It’s funny because apps like Blender and Krita are actually competitive to proprietary software.
And Linux/BSD are so good proprietary developers rip them off to whatever degree legally permissible.
Blender had a reeeeaaally long way though, I remember a time where Blender was quite big already but Maya just was miles ahead in terms of usability. Nowadays they are not only even, Blender is probably used more often since it’s not only free but more people know how to use it than Maya
And Firefox, git, Dia, gimp, etc…
Proprietary OS’s like Windows and macOS lack package managers too that tools like chocolatey and homebrew provide.
Read “The Mythical Man-Month”.
Basically, a team of 5-8 motivated developers can create high quality, medium complexity software extremely fast.
But if the project is just a little too complex for one team of devs and you need more people, then you’ll need a lot more people. And a lot more time.

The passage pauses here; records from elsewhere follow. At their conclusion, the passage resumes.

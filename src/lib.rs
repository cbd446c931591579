//! docvars - fill documentation templates with values taken from a source tree
//!
//! Pages are Markdown files rendered with [Tera](https://keats.github.io/tera/).
//! Three kinds of values are available to them:
//!
//! - **Literals**: string constants scanned out of one source file and
//!   looked up with `{{ literal(name="EtcdVersion") }}`
//! - **Build variables**: values printed by a resolver script
//!   (`./vars.sh <name>`), fetched lazily with
//!   `{{ build_var(name="etcd_version") }}` and cached for the whole run
//! - **Version variables**: `k0s_version`, `k0s_docker_version` and
//!   `k8s_version`, computed once from the environment
//!
//! Any missing value aborts the build; nothing is silently left blank.
//!
//! # Modules
//!
//! - [`literals`] - Regex-driven constant extraction
//! - [`resolver`] - Lazy, cached build variable resolution
//! - [`version`] - Version string normalization
//! - [`templating`] - Tera functions and the page renderer
//! - [`config`] - `docvars.toml` loading
//! - [`cli`] - Command-line interface
//! - [`core`] - Error types and user-facing error reports
//! - [`utils`] - Small shared helpers
//!
//! # Example
//!
//! ```rust,no_run
//! use docvars::literals::extract_literals;
//! use std::path::Path;
//!
//! # fn main() -> Result<(), docvars::core::DocvarsError> {
//! let table = extract_literals(Path::new("pkg/constant/constant_shared.go"))?;
//! println!("etcd {}", table.lookup("EtcdVersion")?);
//! # Ok(())
//! # }
//! ```

pub mod cli;
pub mod config;
pub mod core;
pub mod literals;
pub mod resolver;
pub mod templating;
pub mod utils;
pub mod version;

#[cfg(any(test, feature = "test-utils"))]
pub mod test_utils;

Cause the more people you add to the project, the more overhead you have. Suddenly you need to pull devs off coding to bring new hires up to speed. You need to write documentation on coding style guidelines, hold meetings, maintain your infrastructure, negotiate with hardware suppliers, have someone fix the server room’s door locks, schedule job interviews, etc. etc.

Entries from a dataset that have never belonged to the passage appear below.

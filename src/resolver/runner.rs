//! The injectable capability of running the resolver script for one name.

use std::path::{Component, Path, PathBuf};

use super::command_builder::{CommandOutput, ScriptCommand};
use crate::core::DocvarsError;

/// Runs the external resolver for a single variable name.
///
/// Implementations must be thread-safe because the resolver is shared with
/// the template engine.
pub trait CommandRunner: Send + Sync {
    /// Invoke the resolver for `name` and return its captured output.
    ///
    /// # Errors
    ///
    /// Returns [`DocvarsError::Invocation`] if the resolver cannot be started.
    fn run(&self, name: &str) -> Result<CommandOutput, DocvarsError>;
}

/// Runs `<program> [args...] <name>` as a real child process.
#[derive(Debug, Clone)]
pub struct ProcessRunner {
    program: String,
    args: Vec<String>,
    working_dir: Option<PathBuf>,
}

impl ProcessRunner {
    pub fn new(program: impl Into<String>) -> Self {
        Self {
            program: program.into(),
            args: Vec::new(),
            working_dir: None,
        }
    }

    /// Fixed arguments placed before the variable name.
    pub fn with_args<I, S>(mut self, args: I) -> Self
    where
        I: IntoIterator<Item = S>,
        S: Into<String>,
    {
        self.args = args.into_iter().map(Into::into).collect();
        self
    }

    /// Directory the script runs in; relative program paths resolve against it.
    pub fn with_working_dir(mut self, dir: impl Into<PathBuf>) -> Self {
        self.working_dir = Some(dir.into());
        self
    }

    /// Locate the program: paths are taken as-is, bare names are searched in `PATH`.
    fn locate(&self) -> Result<PathBuf, DocvarsError> {
        let path = Path::new(&self.program);
        let is_bare_name = path.components().count() == 1
            && matches!(path.components().next(), Some(Component::Normal(_)));

        if !is_bare_name {
            let resolved = match (&self.working_dir, path.is_relative()) {
                (Some(dir), true) => dir.join(path),
                _ => path.to_path_buf(),
            };
            // Absolute, so the child's working directory cannot shift it again.
            return resolved.canonicalize().map_err(|e| DocvarsError::Invocation {
                program: self.program.clone(),
                reason: match e.kind() {
                    std::io::ErrorKind::NotFound => format!("{} does not exist", resolved.display()),
                    _ => format!("{}: {e}", resolved.display()),
                },
            });
        }

        which::which(&self.program).map_err(|e| DocvarsError::Invocation {
            program: self.program.clone(),
            reason: e.to_string(),
        })
    }
}

impl CommandRunner for ProcessRunner {
    fn run(&self, name: &str) -> Result<CommandOutput, DocvarsError> {
        let program = self.locate()?;

        let mut cmd = ScriptCommand::new(program).args(self.args.iter().cloned()).arg(name);
        if let Some(ref dir) = self.working_dir {
            cmd = cmd.current_dir(dir);
        }

        cmd.with_context(name).execute()
    }
}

Counterpoint: ‘The Brooks’s Law analysis (and the resulting fear of large numbers in development groups) rests on a hidden assummption: that the communications structure of the project is necessarily a complete graph, that everybody talks to everybody else. But on open-source projects, the halo developers work on what are in effect separable parallel subtasks and interact with each other very little; code changes and bug reports stream through the core group, and only within that small core group do we pay the full Brooksian overhead.’
Source: http://www.catb.org/~esr/writings/cathedral-bazaar/cathedral-bazaar/ar01s05.html
It absolutely fucking BAFFLES me that Brooks’ Law isn’t known by every software manager on the planet.

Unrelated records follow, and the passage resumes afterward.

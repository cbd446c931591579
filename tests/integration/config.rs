//! `docvars.toml` handling.

use predicates::prelude::*;

use crate::common::TestProject;

#[cfg(unix)]
#[test]
fn test_config_relocates_source_and_resolver() {
    let project = TestProject::new().unwrap();
    project
        .write_file(
            "build/docvars.toml",
            r#"
source_file = "../src/versions.txt"
version_env = "PRODUCT_VERSION"
declaration_pattern = '^(?P<name>[A-Z_]+):\s*"(?P<value>[^"]*)"'

[resolver]
program = "./resolve.sh"
args = ["--plain"]

[variables]
version = "product_version"
normalized_version = "image_tag"
prefixed_version = "runtime_version"
prefixed_source = "runtime"
prefix = "r"
"#,
        )
        .unwrap();
    project.write_file("src/versions.txt", "RUNTIME: \"4.2\"\n").unwrap();
    project
        .write_script(
            "build/resolve.sh",
            "#!/bin/sh\n[ \"$1\" = \"--plain\" ] || exit 9\necho \"$2-resolved\"\n",
        )
        .unwrap();
    project
        .write_file(
            "docs/page.md",
            "{{ product_version }} {{ image_tag }} {{ runtime_version }} {{ literal(name=\"RUNTIME\") }}\n",
        )
        .unwrap();

    project
        .docvars_without_version()
        .env("PRODUCT_VERSION", "2.0+build.7")
        .args(["--config", "build/docvars.toml", "render", "docs", "site"])
        .assert()
        .success();

    assert_eq!(
        project.read_file("site/page.md").unwrap(),
        "2.0+build.7 2.0-build.7 rruntime-resolved 4.2\n"
    );
}

#[test]
fn test_explicit_config_must_exist() {
    let project = TestProject::new().unwrap();

    project
        .docvars_without_version()
        .args(["-c", "missing.toml", "literals"])
        .assert()
        .failure()
        .stderr(predicate::str::contains("missing.toml"));
}

#[test]
fn test_unknown_config_key_rejected() {
    let project = TestProject::new().unwrap();
    project.write_file("docvars.toml", "source_fil = \"x.go\"\n").unwrap();

    project
        .docvars_without_version()
        .arg("literals")
        .assert()
        .failure()
        .stderr(predicate::str::contains("source_fil"));
}

#[test]
fn test_invalid_pattern_rejected() {
    let project = TestProject::new().unwrap();
    project.write_file("docvars.toml", "declaration_pattern = '(?P<name>\\w+)'\n").unwrap();
    project.write_file("pkg/constant/constant_shared.go", "const A = \"1\"\n").unwrap();

    project
        .docvars_without_version()
        .arg("literals")
        .assert()
        .failure()
        .stderr(predicate::str::contains("Invalid declaration pattern"));
}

I’ve quoted it so many times at work, even in engineering focused teams in at least two big tech companies. It’s not a concrete fact, but it explains why so many teams are hilariously shit at delivering software.
I love this meme because every app on my phone designed by a company worth more than a million dollars fucking sucks, and the best app on my phone is RIF, an app designed by a single developer, and reanimated into a lich by a team of programmers for free
I would say it’s undead. Like a Lich. The fine folks at revanced.app have done an amazing job reanimating it. It’s just as good as it was last June!
Can you log in yet? Last time I did this I couldn’t log into an account, only browse.
It’s hilarious that you think that proprietary software is actually better.
Add to that photo editing (as much as GIMP is great…). I would guess DAW and video editing would fall under that category, too…and good luck finding many AAA open source games.
Photo and Video editing is actually pretty good, since the backends (magick/ffmpeg) are open source
Well, sometimes it happens. Lemmy was semi-broken during the APIocalypse, and there still isn’t such a thing as a FOSS Facebook, or search engine backend for that matter.
Can you get (almost) every single person on there? Until not facebook is unreplaceable.
I haven’t really looked into it, but isn’t Friendica supposed to be the FOSS Fediverse Facebook?
Adobe products often have no real equal. It sucks, but it’s the way it is. Gimp doesn’t come close to Photoshop, Inkscape is almost as good as Adobe Illustrator, and After Effects is the most capable video editing software I’ve ever used.
It sucks that they try and lock you into proprietary file formats, like Substance Painter.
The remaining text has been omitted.